振動特性の異なる2つの実験室を併設し、床仕上げ材などの性能を評価

2017年1月31日
大成建設株式会社

 大成建設株式会社(社長:村田誉之)は、技術センター内に業界初となる集合住宅を模擬した『床衝撃音実験施設』を完成させ、この度、運用を開始しました。この実験施設は、実際の集合住宅と同じ規模、構造で造られた、振動特性の異なる2種類の実験室を併設し、床衝撃音に対する床仕上げ材などの仕様を容易に変更でき、部材や工法の性能を評価することが可能です。

 集合住宅では、上階の居室から発生する衝撃性の騒音(床衝撃音)が問題となることがあります。特に、重量床衝撃音は居住への影響が大きく、床にカーペットを敷くなどの簡単な対策では効果が得られないため、床仕上げ材や天井仕上げ材などの対策が不可欠となります。しかし、仕上げ部材の性能を確認する場合、重量床衝撃音がコンクリート床の寸法や床を支える梁や柱など建物構造に大きく影響を受けるため、これまでは実際の集合住宅の建設現場で検証する必要がありました。

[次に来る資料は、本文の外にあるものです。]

// src/orchestrator/reload.rs

//! The reload-if-bootstrapped path (`DatabaseReady` reached via
//! `StartWithCluster` rather than `Bootstrap`/`Join`), and cluster
//! certificate hot reload.

use std::sync::Arc;

use tracing::info;

use super::{LifecycleState, OrchestratorInner};
use crate::error::{KernelError, KernelResult};

/// Rejoins an existing quorum using the addresses already recorded on disk.
/// Invoked from `init::run_init` when both on-disk markers are present;
/// intentionally does not go through the `StartAPI`-exactly-once counter —
/// the public contract treats this as a separate internal path.
pub(super) async fn run_reload(inner: &Arc<OrchestratorInner>) -> KernelResult<()> {
    let handle = super::LiveHandle::new(inner.clone());
    let remotes = inner.trust_store().remotes();
    let extension_names: Vec<String> = inner
        .extensions
        .iter()
        .map(|e| e.as_str().to_string())
        .collect();
    let address = inner.address.read().clone();
    let project = inner.project.clone();

    inner
        .db
        .start_with_cluster(&extension_names, &project, &address, &remotes, handle)
        .await
        .map_err(|e| KernelError::Database(format!("Failed to rejoin cluster: {e}")))?;

    *inner.state.write() = LifecycleState::DatabaseReady;
    info!("Rejoined existing quorum from on-disk state");

    inner.finish_to_ready().await
}

impl OrchestratorInner {
    /// `DatabaseReady → Ready`: run `OnStart`, then mark the node ready.
    /// Shared by the bootstrap, join, and reload paths — each reaches
    /// `DatabaseReady` differently but converges here.
    pub(crate) async fn finish_to_ready(self: &Arc<Self>) -> KernelResult<()> {
        let handle: Arc<dyn super::OrchestratorHandle> = super::LiveHandle::new(self.clone());
        self.hooks
            .on_start(handle)
            .await
            .map_err(|e| KernelError::Hook(format!("OnStart hook failed: {e}")))?;
        *self.state.write() = LifecycleState::Ready;
        let _ = self.ready_tx.send(());
        info!("Node is Ready");
        Ok(())
    }

    /// Reloads the cluster certificate from disk and pushes it to every live
    /// network endpoint, per §4.4: swap under the write lock, then
    /// `Endpoints.UpdateTLS`.
    pub(crate) async fn reload_cluster_cert(&self) -> KernelResult<()> {
        let material = self
            .cert_holder()
            .reload_cluster_cert(&self.layout.cluster_cert_path(), &self.layout.cluster_key_path())
            .map_err(|e| KernelError::Config(format!("{e:#}")))?;
        self.endpoints
            .update_tls(&material)
            .await
            .map_err(|e| KernelError::Endpoint(format!("Failed to push reloaded cert: {e:#}")))
    }
}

 そこで当社は、実際の集合住宅と同じ規模や構造で、異なる振動特性を持つ2種類の実験室を用い、建設現場と同様の条件で床仕上げ材などの性能を比較検証できる『床衝撃音実験施設』を構築し、運用を開始しました。

『床衝撃音実験施設』の主な特徴は以下のとおりです。

  1. 1実験施設では、実際の集合住宅と同じ規模・構造を模擬し、実際の建物と同様の重量床衝撃音を発生させることができ、実際の集合住宅で実験を行わなくても床仕上げ材などによる重量床衝撃音対策工法の開発や対策効果の確認などの検証を効率的に行うことができます。
  2. 2実験施設では、建物構造により異なる振動特性を持った床衝撃音の発生に対応するため、2種類の実験室を備えています。躯体の床には、通常の鉄筋コンクリートスラブと、当社と株式会社栗本鐵工所が共同開発した振動低減スラブ「T-Silent Slab」を採用し、同一の床仕上げ材による重量床衝撃音対策などの効果を確認、比較することができます。

 今後、当社では、本実験施設を快適な居住空間の構築を目指した床衝撃音対策工法の開発だけでなく、設備機器や地下鉄軌道などからの振動により発生する固体伝搬音の低減工法の開発にも活用していきます。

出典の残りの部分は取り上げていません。